Anyway. Lisa gets abducted, along with her two daughters. Since women are so rare, Lisa and her children are considered to be extremely valuable. Too valuable, according to other Tornian lords, for the unworthy Grim to keep. There’s political intrigue, cultural clashes (alien society, duh), misunderstandings (humans vs aliens, duh), some more kidnapping attempts, inter-species shagging and love of course.
It was truly an interesting read, that’s for sure. I vacillated between being thoroughly entertained to irritation over the never ending grammatical errors and then I was back to being all engrossed in the story again. The entire thing has a sort of naive quality to it, in that it’s very simple and black and white. The bad guys are super bad, the good ones are so honorable that all they’re missing are halos. The plot is easy to deduce and there’s very little nuance in general. But still, it’s a long story with obvious effort put into it. Even if the character and plot development both are a bit crudely executed, I still wanted to finish the story. I had to see it through to the end. So despite the storytelling leaving a lot of room for improvement, the story in itself was entertaining as all hell.

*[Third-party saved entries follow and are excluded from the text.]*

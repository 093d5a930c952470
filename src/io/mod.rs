//! Mesh and weight file I/O.
//!
//! # Supported Formats
//!
//! | Format | Extension | Load | Save | Colors |
//! |--------|-----------|------|------|--------|
//! | OFF | `.off` | ✓ | ✓ | ✓ (COFF) |
//! | PLY | `.ply` | ✓ | ✓ | ✓ |
//! | STL | `.stl` | ✓ | ✓ | ✗ |
//!
//! Weight maps are written as plain text, one value per line, to `.txt` or
//! `.csv` files.
//!
//! # Usage
//!
//! ```no_run
//! use harmonic::io::{load, save};
//!
//! // Load with automatic format detection
//! let mesh = load("model.off").unwrap();
//!
//! // Save with automatic format detection
//! save(&mesh, "output.ply").unwrap();
//! ```

pub mod off;
pub mod ply;
pub mod stl;

use std::fs::File;
use std::io::{BufRead, BufReader, BufWriter, Write};
use std::path::Path;

use crate::algo::weights::WeightMap;
use crate::error::{HarmonicError, Result};
use crate::mesh::TriMesh;

/// Supported mesh file formats.
#[derive(Debug, Clone, Copy, PartialEq, Eq)]
pub enum Format {
    /// Object File Format.
    Off,
    /// PLY (Stanford polygon) format.
    Ply,
    /// STL (stereolithography) format.
    Stl,
}

impl Format {
    /// Detect format from file extension.
    pub fn from_extension(ext: &str) -> Option<Format> {
        match ext.to_lowercase().as_str() {
            "off" => Some(Format::Off),
            "ply" => Some(Format::Ply),
            "stl" => Some(Format::Stl),
            _ => None,
        }
    }

    /// Detect format from file path.
    pub fn from_path<P: AsRef<Path>>(path: P) -> Option<Format> {
        path.as_ref()
            .extension()
            .and_then(|ext| ext.to_str())
            .and_then(Format::from_extension)
    }

    /// Whether the format can store per-vertex colors.
    pub fn supports_colors(self) -> bool {
        matches!(self, Format::Off | Format::Ply)
    }
}

fn detect(path: &Path) -> Result<Format> {
    Format::from_path(path).ok_or_else(|| HarmonicError::UnsupportedFormat {
        extension: extension_of(path),
    })
}

fn extension_of(path: &Path) -> String {
    path.extension()
        .and_then(|e| e.to_str())
        .unwrap_or("(none)")
        .to_string()
}

/// Load a mesh from a file with automatic format detection.
///
/// The format is determined by the file extension.
pub fn load<P: AsRef<Path>>(path: P) -> Result<TriMesh> {
    let path = path.as_ref();
    match detect(path)? {
        Format::Off => off::load(path),
        Format::Ply => ply::load(path),
        Format::Stl => stl::load(path),
    }
}

/// Save a mesh to a file with automatic format detection.
///
/// The format is determined by the file extension.
pub fn save<P: AsRef<Path>>(mesh: &TriMesh, path: P) -> Result<()> {
    let path = path.as_ref();
    match detect(path)? {
        Format::Off => off::save(mesh, path),
        Format::Ply => ply::save(mesh, path),
        Format::Stl => stl::save(mesh, path),
    }
}

/// Save a mesh with per-vertex colors, detecting the format from the extension.
///
/// # Errors
///
/// Returns [`HarmonicError::SaveError`] for formats without color support.
pub fn save_with_colors<P: AsRef<Path>>(mesh: &TriMesh, colors: &[[u8; 3]], path: P) -> Result<()> {
    let path = path.as_ref();
    match detect(path)? {
        Format::Off => off::save_with_colors(mesh, colors, path),
        Format::Ply => ply::save_with_colors(mesh, colors, path),
        Format::Stl => Err(HarmonicError::SaveError {
            path: path.to_path_buf(),
            message: "STL cannot store vertex colors".to_string(),
        }),
    }
}

/// Write a weight map as text, one value per line in vertex order.
pub fn save_weights<P: AsRef<Path>>(weights: &WeightMap, path: P) -> Result<()> {
    let mut writer = BufWriter::new(File::create(path.as_ref())?);
    for w in weights.iter() {
        writeln!(writer, "{}", w)?;
    }
    writer.flush()?;
    Ok(())
}

/// Read a weight map written by [`save_weights`]. Blank lines are skipped.
pub fn load_weights<P: AsRef<Path>>(path: P) -> Result<WeightMap> {
    let path = path.as_ref();
    let reader = BufReader::new(File::open(path)?);
    let mut values = Vec::new();
    for (number, line) in reader.lines().enumerate() {
        let line = line?;
        let trimmed = line.trim();
        if trimmed.is_empty() {
            continue;
        }
        let value = trimmed.parse::<f64>().map_err(|_| HarmonicError::LoadError {
            path: path.to_path_buf(),
            message: format!("line {}: invalid weight '{}'", number + 1, trimmed),
        })?;
        values.push(value);
    }
    Ok(WeightMap::new(values))
}
//! Harmonic weight algorithms.
//!
//! This module contains the numerical pipeline and its helpers:
//!
//! - **Assembly**: cotangent Laplacian from rings or triangles ([`laplacian`])
//! - **Constraints**: Dirichlet boundary rows ([`constraint`]) and presets
//!   for choosing them ([`selector`])
//! - **Solving**: sparse and dense LU ([`solver`]) with fill-reducing
//!   column orderings ([`ordering`])
//! - **Pipeline**: end-to-end entry points ([`harmonic`])
//! - **Display**: heat colors, level curves and height deformation ([`colormap`])

pub mod colormap;
pub mod constraint;
pub mod harmonic;
pub mod laplacian;
pub mod ordering;
pub mod progress;
pub mod selector;
pub mod solver;
pub mod sparse;
pub mod weights;

pub use progress::{Progress, Stage};
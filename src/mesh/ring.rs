//! Ordered first-ring neighborhoods.
//!
//! For every vertex, the triangles around it are given in no particular
//! order. This module stitches the edges opposite the vertex back into a
//! chain: a closed loop for interior vertices, an open path for vertices on
//! a border. Stars that are not a single fan (non-manifold vertices) still
//! receive a best-effort ring and are flagged.
//!
//! # Example
//!
//! ```
//! use harmonic::mesh::{RingSet, TriMesh};
//! use nalgebra::Point3;
//!
//! // A fan of four triangles around vertex 0, listed out of order
//! let mesh = TriMesh::new(
//!     vec![Point3::origin(); 5],
//!     vec![[0, 3, 4], [0, 1, 2], [0, 4, 1], [0, 2, 3]],
//! )
//! .unwrap();
//! let rings = RingSet::from_mesh(&mesh);
//!
//! let center = rings.get(0);
//! assert_eq!(center.len(), 4);
//! assert!(!center.is_boundary());
//! assert!(center.is_manifold());
//! ```

use std::collections::VecDeque;

use rayon::prelude::*;
use tracing::{debug, warn};

use super::{TriMesh, VertexFaceMap};

/// Ordered first-ring neighbors of a single vertex.
#[derive(Debug, Clone, Default, PartialEq, Eq)]
pub struct VertexRing {
    neighbors: Vec<usize>,
    is_boundary: bool,
    is_manifold: bool,
}

impl VertexRing {
    /// Ring of a vertex that belongs to no triangle.
    pub fn empty() -> Self {
        Self {
            neighbors: Vec::new(),
            is_boundary: false,
            is_manifold: true,
        }
    }

    /// Neighbor vertex indices in fan order.
    #[inline]
    pub fn neighbors(&self) -> &[usize] {
        &self.neighbors
    }

    /// Number of neighbors.
    #[inline]
    pub fn len(&self) -> usize {
        self.neighbors.len()
    }

    /// Check if the ring has no neighbors (disconnected vertex).
    #[inline]
    pub fn is_empty(&self) -> bool {
        self.neighbors.is_empty()
    }

    /// The ring is an open path: the vertex lies on a mesh border.
    #[inline]
    pub fn is_boundary(&self) -> bool {
        self.is_boundary
    }

    /// Every step of the walk matched a single neighbor.
    #[inline]
    pub fn is_manifold(&self) -> bool {
        self.is_manifold
    }
}

/// Options for ring construction.
#[derive(Debug, Clone)]
pub struct RingOptions {
    /// Whether to use parallel execution (default: true).
    pub parallel: bool,
}

impl Default for RingOptions {
    fn default() -> Self {
        Self { parallel: true }
    }
}

impl RingOptions {
    /// Set whether to use parallel execution.
    pub fn with_parallel(mut self, parallel: bool) -> Self {
        self.parallel = parallel;
        self
    }

    /// Create options for single-threaded execution.
    pub fn sequential(mut self) -> Self {
        self.parallel = false;
        self
    }
}

/// First rings of every vertex of a mesh.
#[derive(Debug, Clone, Default)]
pub struct RingSet {
    rings: Vec<VertexRing>,
}

impl RingSet {
    /// Build the ring of every vertex.
    ///
    /// Disconnected vertices get an empty ring. The result does not depend on
    /// `options.parallel`.
    pub fn build(mesh: &TriMesh, faces: &VertexFaceMap, options: &RingOptions) -> Self {
        let n = mesh.num_vertices();
        debug_assert_eq!(faces.len(), n);

        let ring_of = |v: usize| {
            if faces.is_connected(v) {
                build_ring(mesh, v, faces.faces(v))
            } else {
                VertexRing::empty()
            }
        };

        let rings: Vec<VertexRing> = if options.parallel {
            (0..n).into_par_iter().map(ring_of).collect()
        } else {
            (0..n).map(ring_of).collect()
        };

        let set = Self { rings };
        let non_manifold = set.non_manifold_vertices();
        if !non_manifold.is_empty() {
            warn!(
                count = non_manifold.len(),
                first = non_manifold[0],
                "non-manifold vertices: rings were built in arbitrary order"
            );
        }
        debug!(
            vertices = n,
            boundary = set.boundary_vertices().len(),
            non_manifold = non_manifold.len(),
            "built first rings"
        );
        set
    }

    /// Build rings with default options, computing the incidence map on the way.
    pub fn from_mesh(mesh: &TriMesh) -> Self {
        let faces = VertexFaceMap::build(mesh);
        Self::build(mesh, &faces, &RingOptions::default())
    }

    /// Number of rings (one per vertex).
    #[inline]
    pub fn len(&self) -> usize {
        self.rings.len()
    }

    /// Check if there are no rings.
    #[inline]
    pub fn is_empty(&self) -> bool {
        self.rings.is_empty()
    }

    /// Ring of vertex `v`.
    #[inline]
    pub fn get(&self, v: usize) -> &VertexRing {
        &self.rings[v]
    }

    /// Iterate over all rings in vertex order.
    pub fn iter(&self) -> impl Iterator<Item = &VertexRing> + '_ {
        self.rings.iter()
    }

    /// Vertices whose star is not a single fan.
    pub fn non_manifold_vertices(&self) -> Vec<usize> {
        self.collect_where(|r| !r.is_manifold)
    }

    /// Vertices whose ring is an open path.
    pub fn boundary_vertices(&self) -> Vec<usize> {
        self.collect_where(|r| r.is_boundary)
    }

    /// No vertex lies on a border.
    pub fn is_closed(&self) -> bool {
        self.rings.iter().all(|r| !r.is_boundary)
    }

    /// Every ring was built unambiguously.
    pub fn is_manifold(&self) -> bool {
        self.rings.iter().all(|r| r.is_manifold)
    }

    /// Neighbor lists in the form the Laplacian assembler consumes.
    pub fn neighbor_lists(&self) -> Vec<Vec<usize>> {
        self.rings.iter().map(|r| r.neighbors.clone()).collect()
    }

    fn collect_where(&self, pred: impl Fn(&VertexRing) -> bool) -> Vec<usize> {
        self.rings
            .iter()
            .enumerate()
            .filter_map(|(v, r)| if pred(r) { Some(v) } else { None })
            .collect()
    }
}

/// Build the ring of vertex `v` from its incident triangles.
///
/// The walk keeps a chain and a worklist of edges opposite `v`. Each
/// iteration removes exactly one edge from the worklist, so the loop ends
/// after at most `incident.len()` iterations whatever the input.
pub fn build_ring(mesh: &TriMesh, v: usize, incident: &[usize]) -> VertexRing {
    let mut pairs: Vec<(usize, usize)> = incident
        .iter()
        .map(|&t| opposite_pair(&mesh.triangle(t), v))
        .collect();

    if pairs.is_empty() {
        return VertexRing::empty();
    }

    let (a, b) = pairs.remove(0);
    let mut chain: VecDeque<usize> = VecDeque::with_capacity(pairs.len() + 2);
    chain.push_back(a);
    chain.push_back(b);

    let mut is_manifold = true;
    while !pairs.is_empty() {
        match pairs.iter().position(|&p| attach(&mut chain, p)) {
            Some(k) => {
                pairs.remove(k);
            }
            None => {
                // Star is not a single fan: push the next edge unordered
                let (a, b) = pairs.remove(0);
                push_unique(&mut chain, a);
                push_unique(&mut chain, b);
                is_manifold = false;
            }
        }
    }

    let closed = chain.len() > 1 && chain.front() == chain.back();
    if closed {
        chain.pop_back();
    }

    VertexRing {
        neighbors: chain.into_iter().collect(),
        is_boundary: !closed,
        is_manifold,
    }
}

/// The two corners of `tri` other than `v`, in winding order after `v`.
fn opposite_pair(tri: &[usize; 3], v: usize) -> (usize, usize) {
    let i = tri.iter().position(|&x| x == v).unwrap_or(0);
    (tri[(i + 1) % 3], tri[(i + 2) % 3])
}

/// Extend the chain with `pair` if it shares an endpoint with either end.
fn attach(chain: &mut VecDeque<usize>, (first, second): (usize, usize)) -> bool {
    let (Some(&front), Some(&back)) = (chain.front(), chain.back()) else {
        return false;
    };
    if back == first {
        chain.push_back(second);
    } else if back == second {
        chain.push_back(first);
    } else if front == second {
        chain.push_front(first);
    } else if front == first {
        chain.push_front(second);
    } else {
        return false;
    }
    true
}

fn push_unique(chain: &mut VecDeque<usize>, v: usize) {
    if !chain.contains(&v) {
        chain.push_back(v);
    }
}

#[cfg(test)]
mod tests {
    use super::*;
    use nalgebra::Point3;

    fn tetrahedron() -> TriMesh {
        TriMesh::new(
            vec![
                Point3::new(0.0, 0.0, 0.0),
                Point3::new(1.0, 0.0, 0.0),
                Point3::new(0.5, 1.0, 0.0),
                Point3::new(0.5, 0.5, 1.0),
            ],
            vec![[0, 2, 1], [0, 1, 3], [1, 2, 3], [2, 0, 3]],
        )
        .unwrap()
    }

    fn hexagon_fan() -> TriMesh {
        let mut vertices = vec![Point3::new(0.0, 0.0, 0.0)];
        for k in 0..6 {
            let a = k as f64 * std::f64::consts::PI / 3.0;
            vertices.push(Point3::new(a.cos(), a.sin(), 0.0));
        }
        // Deliberately shuffled triangle order
        let faces = vec![[0, 4, 5], [0, 1, 2], [0, 6, 1], [0, 3, 4], [0, 2, 3], [0, 5, 6]];
        TriMesh::new(vertices, faces).unwrap()
    }

    /// Consecutive ring entries must span a triangle together with `v`.
    fn assert_fan_order(mesh: &TriMesh, v: usize, ring: &VertexRing) {
        let n = ring.len();
        let steps = if ring.is_boundary() { n - 1 } else { n };
        for k in 0..steps {
            let a = ring.neighbors()[k];
            let b = ring.neighbors()[(k + 1) % n];
            let found = mesh
                .triangles()
                .iter()
                .any(|t| t.contains(&v) && t.contains(&a) && t.contains(&b));
            assert!(found, "ring of {} steps {} -> {} outside any triangle", v, a, b);
        }
    }

    #[test]
    fn test_closed_mesh_rings() {
        let mesh = tetrahedron();
        let rings = RingSet::from_mesh(&mesh);

        assert_eq!(rings.len(), 4);
        assert!(rings.is_closed());
        assert!(rings.is_manifold());
        for v in 0..4 {
            let ring = rings.get(v);
            assert_eq!(ring.len(), 3);
            assert!(!ring.neighbors().contains(&v));
            assert_fan_order(&mesh, v, ring);
        }
    }

    #[test]
    fn test_shuffled_fan_recovers_cycle() {
        let mesh = hexagon_fan();
        let rings = RingSet::from_mesh(&mesh);

        let center = rings.get(0);
        assert_eq!(center.len(), 6);
        assert!(!center.is_boundary());
        assert!(center.is_manifold());
        assert_fan_order(&mesh, 0, center);

        // Border vertices see two triangles: an open path of three
        for v in 1..7 {
            let ring = rings.get(v);
            assert!(ring.is_boundary());
            assert_eq!(ring.len(), 3);
            assert_eq!(ring.neighbors()[1], 0);
            assert_fan_order(&mesh, v, ring);
        }
        assert_eq!(rings.boundary_vertices(), vec![1, 2, 3, 4, 5, 6]);
    }

    #[test]
    fn test_single_triangle_rings() {
        let mesh = TriMesh::new(vec![Point3::origin(); 3], vec![[0, 1, 2]]).unwrap();
        let rings = RingSet::from_mesh(&mesh);

        assert_eq!(rings.get(0).neighbors(), &[1, 2]);
        assert_eq!(rings.get(1).neighbors(), &[2, 0]);
        assert_eq!(rings.get(2).neighbors(), &[0, 1]);
        assert!(rings.iter().all(|r| r.is_boundary() && r.is_manifold()));
    }

    #[test]
    fn test_bowtie_is_flagged() {
        // Two triangles touching only at vertex 0
        let mesh = TriMesh::new(vec![Point3::origin(); 5], vec![[0, 1, 2], [0, 3, 4]]).unwrap();
        let rings = RingSet::from_mesh(&mesh);

        let ring = rings.get(0);
        assert!(!ring.is_manifold());
        assert_eq!(ring.len(), 4);
        let mut sorted = ring.neighbors().to_vec();
        sorted.sort_unstable();
        assert_eq!(sorted, vec![1, 2, 3, 4]);
        assert_eq!(rings.non_manifold_vertices(), vec![0]);
        assert!(!rings.is_manifold());
    }

    #[test]
    fn test_three_triangles_on_one_edge() {
        let mesh = TriMesh::new(
            vec![Point3::origin(); 5],
            vec![[0, 1, 2], [0, 1, 3], [0, 1, 4]],
        )
        .unwrap();
        let rings = RingSet::from_mesh(&mesh);

        assert_eq!(rings.get(0).neighbors(), &[3, 1, 2, 4]);
        assert!(!rings.get(0).is_manifold());
        assert!(!rings.get(1).is_manifold());
        assert!(rings.get(2).is_manifold());
    }

    #[test]
    fn test_disconnected_vertex_has_empty_ring() {
        let mesh = TriMesh::new(vec![Point3::origin(); 4], vec![[0, 1, 2]]).unwrap();
        let rings = RingSet::from_mesh(&mesh);

        assert!(rings.get(3).is_empty());
        assert!(!rings.get(3).is_boundary());
        assert!(rings.get(3).is_manifold());
    }

    #[test]
    fn test_degenerate_triangle_terminates() {
        let mesh = TriMesh::new(vec![Point3::origin(); 3], vec![[0, 0, 1], [1, 2, 0]]).unwrap();
        let rings = RingSet::from_mesh(&mesh);
        assert_eq!(rings.len(), 3);
    }

    #[test]
    fn test_parallel_matches_sequential() {
        let mesh = hexagon_fan();
        let faces = VertexFaceMap::build(&mesh);
        let par = RingSet::build(&mesh, &faces, &RingOptions::default());
        let seq = RingSet::build(&mesh, &faces, &RingOptions::default().sequential());
        assert_eq!(par.neighbor_lists(), seq.neighbor_lists());
    }
}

But I really struggled with the read for a while. Eidem mixed past and present tense in a completely insufferable way. Even switching tense in the same sentence. And the point of view jumped back and forth between characters in a way that it was sometimes hard to tell who’s POV it was. It made reading both hard and irritating. I think that was the most off-putting about Grim. I would definitely read more of Eidem’s books if I only knew they had been proof-read first. Sad but true.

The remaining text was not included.